Na melhor das hipóteses, a liberdade provisória concedida vem acompanhada de condicionamentos que restringem a liberdade sem razão jurídica específica ("medidas cautelares" como o recolhimento noturno ou a proibição de circular numa área).

Relatório "O Fim da Liberdade" (IDDD, 2019), percebeu que menos de 1% das concessões de liberdade provisória não trazem uma medida restritiva a reboque.

Terceiro, o reconhecimento fotográfico pela vítima e a palavra policial como única prova que embasa acusação (a partir da presunção ilegal da veracidade da palavra policial) também agravam a injustiça e o viés discriminatório do sistema de justiça. Relatório da Defensoria Pública do Rio de Janeiro, que analisa prisões ilegais de 2012 a 2020, indica que 81% foram de pessoas negras.
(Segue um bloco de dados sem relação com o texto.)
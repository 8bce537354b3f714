//! # PeerDrop
//!
//! Direct device-to-device messaging and file transfer for peers on the same network.
//!
//! ## Features
//!
//! - **Signaling relay** assigning stable identities and forwarding negotiation signals
//! - **Negotiation** of a direct data channel per pair of peers, with caller-owned retries
//! - **Chunked transfers** paced by partition acknowledgements
//! - **Pluggable backends**: native WebRTC (feature `rtc`) or in-process loopback
//!
//! ## Quick Start
//!
//! ```rust,no_run
//! use std::sync::Arc;
//! use peerdrop::{ClientConfig, PeerManager, SignalingClient};
//! use peerdrop::negotiation::loopback::LoopbackNetwork;
//!
//! # async fn demo() {
//! let (signaling, client_events) = SignalingClient::spawn(ClientConfig::default());
//! let factory = LoopbackNetwork::new().factory("my-id".into());
//! let (manager, mut events) = PeerManager::new(Arc::new(factory), signaling.sender());
//!
//! let (_commands, commands_rx) = tokio::sync::mpsc::unbounded_channel();
//! tokio::spawn(manager.run(client_events, commands_rx));
//! while let Some(event) = events.recv().await {
//!     println!("{:?}", event);
//! }
//! # }
//! ```
//!
//! ## Architecture
//!
//! ```text
//! ┌─────────────────────────────────────────────┐
//! │              APPLICATION LAYER              │
//! │        peerdrop CLI  |  relay binary        │
//! └─────────────────────┬───────────────────────┘
//!                       │
//! ┌─────────────────────▼───────────────────────┐
//! │                PEER LAYER                   │
//! │   PeerManager | Negotiation | Transfers     │
//! └─────────────────────┬───────────────────────┘
//!                       │
//! ┌─────────────────────▼───────────────────────┐
//! │              SIGNALING LAYER                │
//! │  SignalingClient  <─ WebSocket ─>  Relay    │
//! └─────────────────────┬───────────────────────┘
//!                       │
//! ┌─────────────────────▼───────────────────────┐
//! │             DATA CHANNEL LAYER              │
//! │        WebRTC (rtc)  |  Loopback            │
//! └─────────────────────────────────────────────┘
//! ```

#![warn(missing_docs)]
#![warn(clippy::all)]

pub mod client;
pub mod config;
pub mod negotiation;
pub mod peer;
pub mod protocol;
pub mod relay;
pub mod transfer;

// Re-export main types at crate root
pub use client::{ClientError, ClientEvent, ClientResult, SignalingClient, SignalingHandle};
pub use config::{ClientConfig, RelayConfig};
pub use negotiation::{NegotiationError, NegotiationResult, NegotiationSession, Role, SessionState};
pub use peer::{PeerCommand, PeerError, PeerEvent, PeerManager, PeerResult};
pub use protocol::{Envelope, PeerId, PeerInfo, ProtocolError, ProtocolResult, ServerMessage};
pub use relay::{RelayServer, Room, ServerError, ServerResult};
pub use transfer::{OutgoingFile, ReceivedFile, TransferEngine, TransferError, TransferEvent};
/// A direct, ordered, reliable message channel to one peer
#[async_trait]
pub trait DataChannel: Send + Sync + fmt::Debug {
    /// Send a text frame
    async fn send_text(&self, text: &str) -> NegotiationResult<()>;

    /// Send a binary frame
    async fn send_binary(&self, data: Bytes) -> NegotiationResult<()>;

    /// Whether frames can currently be sent
    fn is_open(&self) -> bool;

    /// Close the channel
    async fn close(&self) -> NegotiationResult<()>;
}

/// One negotiable peer connection
#[async_trait]
pub trait PeerConnection: Send + Sync {
    /// Produce an offer description
    async fn create_offer(&self) -> NegotiationResult<SessionDescription>;

    /// Produce an answer to the applied remote offer
    async fn create_answer(&self) -> NegotiationResult<SessionDescription>;

    /// Apply our own description; starts candidate gathering
    async fn set_local_description(&self, description: SessionDescription) -> NegotiationResult<()>;

    /// Apply the remote side's description
    async fn set_remote_description(&self, description: SessionDescription)
        -> NegotiationResult<()>;

    /// Add a remote reachability candidate
    async fn add_ice_candidate(&self, candidate: IceCandidate) -> NegotiationResult<()>;

    /// Create the outgoing data channel; it is reported through
    /// [`RtcEventKind::ChannelOpen`] once usable
    async fn create_data_channel(&self, label: &str) -> NegotiationResult<()>;

    /// Tear down the connection
    async fn close(&self) -> NegotiationResult<()>;
}

/// Creates peer connections for a backend
#[async_trait]
pub trait RtcFactory: Send + Sync {
    /// Create a connection to `remote` reporting into `events`
    async fn new_connection(
        &self,
        remote: &PeerId,
        events: RtcEventSink,
    ) -> NegotiationResult<Arc<dyn PeerConnection>>;
}

/// Asynchronous report from a backend
#[derive(Clone, Debug)]
pub struct RtcEvent {
    /// Peer the connection belongs to
    pub remote: PeerId,
    /// Generation of the reporting connection
    pub generation: u64,
    /// What happened
    pub kind: RtcEventKind,
}

/// Kinds of backend reports
#[derive(Clone, Debug)]
pub enum RtcEventKind {
    /// A local candidate to forward to the remote peer
    LocalCandidate(IceCandidate),
    /// Connection state change
    LinkState(LinkState),
    /// A data channel (ours or the remote's) became usable
    ChannelOpen(Arc<dyn DataChannel>),
    /// The data channel closed
    ChannelClosed,
    /// A frame arrived on the data channel
    Frame(ChannelFrame),
}

/// Where a backend connection sends its events
#[derive(Clone, Debug)]
pub struct RtcEventSink {
    remote: PeerId,
    generation: u64,
    tx: mpsc::UnboundedSender<RtcEvent>,
}

impl RtcEventSink {
    /// Sink for connection `generation` towards `remote`
    pub fn new(remote: PeerId, generation: u64, tx: mpsc::UnboundedSender<RtcEvent>) -> Self {
        RtcEventSink {
            remote,
            generation,
            tx,
        }
    }

    /// Report an event; silently dropped if nobody listens anymore
    pub fn emit(&self, kind: RtcEventKind) {
        let _ = self.tx.send(RtcEvent {
            remote: self.remote.clone(),
            generation: self.generation,
            kind,
        });
    }

    /// Peer this sink reports for
    pub fn remote(&self) -> &PeerId {
        &self.remote
    }
}

/// Everything a session needs from its owner
#[derive(Clone)]
pub struct SessionContext {
    /// Connection backend
    pub factory: Arc<dyn RtcFactory>,
    /// Outbound signaling envelopes
    pub signals: mpsc::UnboundedSender<Envelope>,
    /// Backend events, shared by all sessions of one owner
    pub events: mpsc::UnboundedSender<RtcEvent>,
}

/// Result of feeding an event to a session
#[derive(Clone, Debug, PartialEq, Eq)]
pub enum SessionUpdate {
    /// Nothing the owner needs to act on
    Unchanged,
    /// The data channel opened
    Opened,
    /// The open data channel was lost
    Lost,
    /// A frame arrived
    Frame(ChannelFrame),
}
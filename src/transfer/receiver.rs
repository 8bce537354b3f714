//! Receiving side of one file transfer

use bytes::{Bytes, BytesMut};

use super::{ReceivedFile, TransferError, TransferResult};
use crate::protocol::channel::DEFAULT_MIME;
use crate::protocol::FileMetadata;

/// Accumulates the chunks of one announced file
#[derive(Debug)]
pub struct FileReceiver {
    metadata: FileMetadata,
    chunks: Vec<Bytes>,
    bytes_received: u64,
    progress: f64,
}

impl FileReceiver {
    /// Start receiving the file described by `metadata`
    pub fn new(mut metadata: FileMetadata) -> Self {
        if metadata.mime.is_empty() {
            metadata.mime = DEFAULT_MIME.to_string();
        }
        let progress = if metadata.size == 0 { 1.0 } else { 0.0 };
        FileReceiver {
            metadata,
            chunks: Vec::new(),
            bytes_received: 0,
            progress,
        }
    }

    /// Declared properties of the file
    pub fn metadata(&self) -> &FileMetadata {
        &self.metadata
    }

    /// Append a chunk and return the updated progress
    pub fn push_chunk(&mut self, chunk: Bytes) -> TransferResult<f64> {
        let received = self.bytes_received + chunk.len() as u64;
        if received > self.metadata.size {
            return Err(TransferError::Overflow {
                file_id: self.metadata.file_id,
                declared: self.metadata.size,
                received,
            });
        }

        self.bytes_received = received;
        self.chunks.push(chunk);
        self.progress = (received as f64 / self.metadata.size as f64).min(1.0);
        Ok(self.progress)
    }

    /// Received fraction in `0.0..=1.0`, never decreasing
    pub fn progress(&self) -> f64 {
        self.progress
    }

    /// Bytes received so far
    pub fn bytes_received(&self) -> u64 {
        self.bytes_received
    }

    /// Whether the declared size has been reached
    pub fn is_complete(&self) -> bool {
        self.bytes_received >= self.metadata.size
    }

    /// Assemble the payload
    pub fn finish(self) -> ReceivedFile {
        let mut data = BytesMut::with_capacity(self.bytes_received as usize);
        for chunk in &self.chunks {
            data.extend_from_slice(chunk);
        }
        ReceivedFile {
            file_id: self.metadata.file_id,
            name: self.metadata.name,
            mime: self.metadata.mime,
            data: data.freeze(),
        }
    }
}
Quarto, operações policiais em favelas precisaram do STF, semanas atrás, para reafirmar a necessidade de protocolos e algum meio de controle e accountability. Ninguém sabe se a autoridade do STF vencerá o policial que delínque. Em operação no Jacarezinho, polícia matou 28, muitos baleados pelas costas, a curta distância e com excesso de tiros. Maioria negros.

Não chame de "lei e ordem" uma política que viola a lei e multiplica a desordem. Libera arbitrariedade sem prestação de contas. Entrega medo e morte, populismo e liberticídio. Só não entrega segurança.